## What to produce
Give back exactly the lines of the entries below from the line with "filename crates/linkstash-core/src/query.rs" to the line with "impl Default for", inclusive, and only those.

## Data listing
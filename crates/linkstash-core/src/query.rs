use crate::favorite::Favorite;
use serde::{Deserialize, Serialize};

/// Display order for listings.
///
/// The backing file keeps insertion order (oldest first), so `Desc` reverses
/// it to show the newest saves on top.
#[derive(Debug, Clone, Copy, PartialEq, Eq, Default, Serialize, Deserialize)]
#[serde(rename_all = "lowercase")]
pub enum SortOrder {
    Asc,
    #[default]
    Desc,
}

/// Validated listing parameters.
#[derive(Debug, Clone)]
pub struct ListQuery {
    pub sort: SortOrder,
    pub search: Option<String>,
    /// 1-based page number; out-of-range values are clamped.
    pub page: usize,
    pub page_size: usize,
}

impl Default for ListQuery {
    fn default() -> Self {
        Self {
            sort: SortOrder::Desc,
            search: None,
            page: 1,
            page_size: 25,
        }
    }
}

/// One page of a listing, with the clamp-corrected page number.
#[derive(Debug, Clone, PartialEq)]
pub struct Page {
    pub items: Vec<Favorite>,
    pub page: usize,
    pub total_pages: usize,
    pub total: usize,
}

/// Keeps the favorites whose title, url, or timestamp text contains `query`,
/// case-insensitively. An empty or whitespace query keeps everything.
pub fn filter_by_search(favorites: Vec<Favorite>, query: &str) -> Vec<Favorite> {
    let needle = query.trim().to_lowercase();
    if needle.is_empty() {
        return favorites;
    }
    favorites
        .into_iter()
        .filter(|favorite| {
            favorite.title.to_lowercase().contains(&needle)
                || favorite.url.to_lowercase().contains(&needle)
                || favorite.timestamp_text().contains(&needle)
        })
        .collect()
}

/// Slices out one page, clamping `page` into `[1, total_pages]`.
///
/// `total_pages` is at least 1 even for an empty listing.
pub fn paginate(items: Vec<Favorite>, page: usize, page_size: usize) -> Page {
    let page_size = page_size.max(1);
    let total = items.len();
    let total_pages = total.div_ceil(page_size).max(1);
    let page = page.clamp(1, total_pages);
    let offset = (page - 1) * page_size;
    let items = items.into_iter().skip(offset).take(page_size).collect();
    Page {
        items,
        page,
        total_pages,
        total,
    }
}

---

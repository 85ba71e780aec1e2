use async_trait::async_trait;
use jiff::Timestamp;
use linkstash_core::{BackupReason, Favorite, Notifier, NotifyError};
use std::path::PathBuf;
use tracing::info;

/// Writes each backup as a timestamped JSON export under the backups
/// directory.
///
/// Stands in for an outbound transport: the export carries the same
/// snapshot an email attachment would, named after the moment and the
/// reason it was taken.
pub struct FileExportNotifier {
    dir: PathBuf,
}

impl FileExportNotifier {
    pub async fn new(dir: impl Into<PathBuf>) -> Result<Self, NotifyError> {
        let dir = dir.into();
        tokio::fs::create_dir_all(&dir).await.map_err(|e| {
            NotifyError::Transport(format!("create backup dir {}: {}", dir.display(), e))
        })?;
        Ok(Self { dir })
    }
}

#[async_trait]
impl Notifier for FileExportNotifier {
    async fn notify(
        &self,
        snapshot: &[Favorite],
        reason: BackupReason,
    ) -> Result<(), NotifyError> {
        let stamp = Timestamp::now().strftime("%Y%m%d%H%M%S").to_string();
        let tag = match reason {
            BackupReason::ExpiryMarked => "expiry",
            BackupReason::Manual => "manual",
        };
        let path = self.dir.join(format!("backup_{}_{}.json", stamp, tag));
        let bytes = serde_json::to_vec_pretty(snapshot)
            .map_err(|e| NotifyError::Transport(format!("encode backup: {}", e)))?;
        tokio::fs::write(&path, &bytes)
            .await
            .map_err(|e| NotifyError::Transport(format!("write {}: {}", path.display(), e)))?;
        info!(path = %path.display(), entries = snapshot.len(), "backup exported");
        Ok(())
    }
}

==

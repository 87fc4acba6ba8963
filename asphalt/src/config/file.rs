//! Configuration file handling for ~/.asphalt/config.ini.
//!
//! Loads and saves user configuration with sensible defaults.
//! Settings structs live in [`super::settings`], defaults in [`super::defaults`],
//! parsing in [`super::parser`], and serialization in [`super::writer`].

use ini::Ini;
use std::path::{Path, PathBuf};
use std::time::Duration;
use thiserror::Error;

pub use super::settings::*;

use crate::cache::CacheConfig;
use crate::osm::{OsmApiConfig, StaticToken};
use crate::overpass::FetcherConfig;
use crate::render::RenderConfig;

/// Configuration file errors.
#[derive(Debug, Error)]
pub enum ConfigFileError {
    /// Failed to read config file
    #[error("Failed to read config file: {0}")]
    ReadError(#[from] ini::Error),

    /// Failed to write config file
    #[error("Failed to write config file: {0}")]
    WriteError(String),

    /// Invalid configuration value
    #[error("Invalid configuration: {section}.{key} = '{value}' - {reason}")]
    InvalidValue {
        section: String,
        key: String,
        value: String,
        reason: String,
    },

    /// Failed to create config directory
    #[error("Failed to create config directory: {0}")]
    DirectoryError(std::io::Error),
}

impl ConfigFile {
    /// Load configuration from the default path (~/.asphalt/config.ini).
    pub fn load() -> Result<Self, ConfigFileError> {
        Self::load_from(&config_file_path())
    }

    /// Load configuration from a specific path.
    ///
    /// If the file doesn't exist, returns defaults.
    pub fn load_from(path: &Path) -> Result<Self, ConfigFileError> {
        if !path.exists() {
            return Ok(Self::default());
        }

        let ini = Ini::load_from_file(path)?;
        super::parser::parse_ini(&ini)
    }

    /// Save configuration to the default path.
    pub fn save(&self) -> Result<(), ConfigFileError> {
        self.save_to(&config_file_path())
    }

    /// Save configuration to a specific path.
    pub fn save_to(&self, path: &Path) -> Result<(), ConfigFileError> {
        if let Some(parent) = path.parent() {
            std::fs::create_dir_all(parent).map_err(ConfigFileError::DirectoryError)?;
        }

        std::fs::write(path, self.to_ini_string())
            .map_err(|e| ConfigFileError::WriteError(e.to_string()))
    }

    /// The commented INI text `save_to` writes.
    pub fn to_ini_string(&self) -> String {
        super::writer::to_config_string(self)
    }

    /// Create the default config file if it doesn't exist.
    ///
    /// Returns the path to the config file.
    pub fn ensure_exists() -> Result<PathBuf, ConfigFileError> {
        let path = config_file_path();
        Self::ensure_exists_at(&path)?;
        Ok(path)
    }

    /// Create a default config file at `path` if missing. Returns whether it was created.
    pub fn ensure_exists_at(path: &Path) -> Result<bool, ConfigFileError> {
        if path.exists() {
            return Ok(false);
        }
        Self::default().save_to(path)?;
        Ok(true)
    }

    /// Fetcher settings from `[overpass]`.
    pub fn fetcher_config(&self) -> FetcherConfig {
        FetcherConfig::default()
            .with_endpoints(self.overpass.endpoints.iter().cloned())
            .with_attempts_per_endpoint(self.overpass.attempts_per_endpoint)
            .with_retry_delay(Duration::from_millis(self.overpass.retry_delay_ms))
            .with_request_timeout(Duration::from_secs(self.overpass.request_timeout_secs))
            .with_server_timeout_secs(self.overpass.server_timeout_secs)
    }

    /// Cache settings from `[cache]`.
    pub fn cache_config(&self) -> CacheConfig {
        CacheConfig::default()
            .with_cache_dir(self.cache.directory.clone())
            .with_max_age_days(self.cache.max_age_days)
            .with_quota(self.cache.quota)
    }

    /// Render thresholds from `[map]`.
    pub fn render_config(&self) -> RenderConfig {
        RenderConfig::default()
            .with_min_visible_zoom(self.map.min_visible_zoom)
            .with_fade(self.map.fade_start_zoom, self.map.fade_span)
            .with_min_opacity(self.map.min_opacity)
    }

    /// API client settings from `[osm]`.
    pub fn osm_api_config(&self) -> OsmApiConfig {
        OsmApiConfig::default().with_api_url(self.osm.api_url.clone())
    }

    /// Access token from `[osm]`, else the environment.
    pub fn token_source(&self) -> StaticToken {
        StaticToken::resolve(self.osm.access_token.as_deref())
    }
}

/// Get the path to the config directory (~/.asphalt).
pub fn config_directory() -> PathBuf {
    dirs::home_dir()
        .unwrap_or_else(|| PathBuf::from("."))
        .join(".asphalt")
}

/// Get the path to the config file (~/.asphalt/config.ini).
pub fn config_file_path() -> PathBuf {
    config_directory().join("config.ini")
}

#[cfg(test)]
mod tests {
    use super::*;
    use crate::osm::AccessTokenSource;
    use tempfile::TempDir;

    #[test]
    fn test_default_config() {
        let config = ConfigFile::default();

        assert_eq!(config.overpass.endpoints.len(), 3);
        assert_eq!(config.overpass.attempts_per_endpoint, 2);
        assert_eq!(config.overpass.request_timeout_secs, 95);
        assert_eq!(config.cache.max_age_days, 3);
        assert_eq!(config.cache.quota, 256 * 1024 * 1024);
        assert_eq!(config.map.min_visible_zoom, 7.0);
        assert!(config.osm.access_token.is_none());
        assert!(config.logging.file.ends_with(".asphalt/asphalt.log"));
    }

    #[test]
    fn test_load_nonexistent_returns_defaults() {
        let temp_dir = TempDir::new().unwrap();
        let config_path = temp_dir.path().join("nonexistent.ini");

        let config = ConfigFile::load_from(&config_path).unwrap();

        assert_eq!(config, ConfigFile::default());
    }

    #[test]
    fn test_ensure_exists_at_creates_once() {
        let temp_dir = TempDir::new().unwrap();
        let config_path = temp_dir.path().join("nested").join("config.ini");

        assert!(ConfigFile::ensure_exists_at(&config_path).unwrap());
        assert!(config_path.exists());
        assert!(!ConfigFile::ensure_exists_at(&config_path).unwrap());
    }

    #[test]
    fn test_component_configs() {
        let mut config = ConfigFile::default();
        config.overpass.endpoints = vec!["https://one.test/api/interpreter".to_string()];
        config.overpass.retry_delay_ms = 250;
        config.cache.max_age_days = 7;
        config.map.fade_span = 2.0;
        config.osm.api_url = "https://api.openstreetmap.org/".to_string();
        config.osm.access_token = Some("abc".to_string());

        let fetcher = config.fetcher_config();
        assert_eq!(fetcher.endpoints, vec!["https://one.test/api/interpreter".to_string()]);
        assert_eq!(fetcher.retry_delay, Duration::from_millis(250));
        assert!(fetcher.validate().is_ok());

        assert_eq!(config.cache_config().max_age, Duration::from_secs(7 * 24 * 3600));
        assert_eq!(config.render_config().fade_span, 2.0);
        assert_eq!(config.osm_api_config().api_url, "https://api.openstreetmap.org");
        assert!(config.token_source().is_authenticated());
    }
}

## Written response
filename crates/linkstash-core/src/query.rs
use crate::favorite::Favorite;
use serde::{Deserialize, Serialize};

/// Display order for listings.
///
/// The backing file keeps insertion order (oldest first), so `Desc` reverses
/// it to show the newest saves on top.
#[derive(Debug, Clone, Copy, PartialEq, Eq, Default, Serialize, Deserialize)]
#[serde(rename_all = "lowercase")]
pub enum SortOrder {
    Asc,
    #[default]
    Desc,
}

/// Validated listing parameters.
#[derive(Debug, Clone)]
pub struct ListQuery {
    pub sort: SortOrder,
    pub search: Option<String>,
    /// 1-based page number; out-of-range values are clamped.
    pub page: usize,
    pub page_size: usize,
}

impl Default for ListQuery {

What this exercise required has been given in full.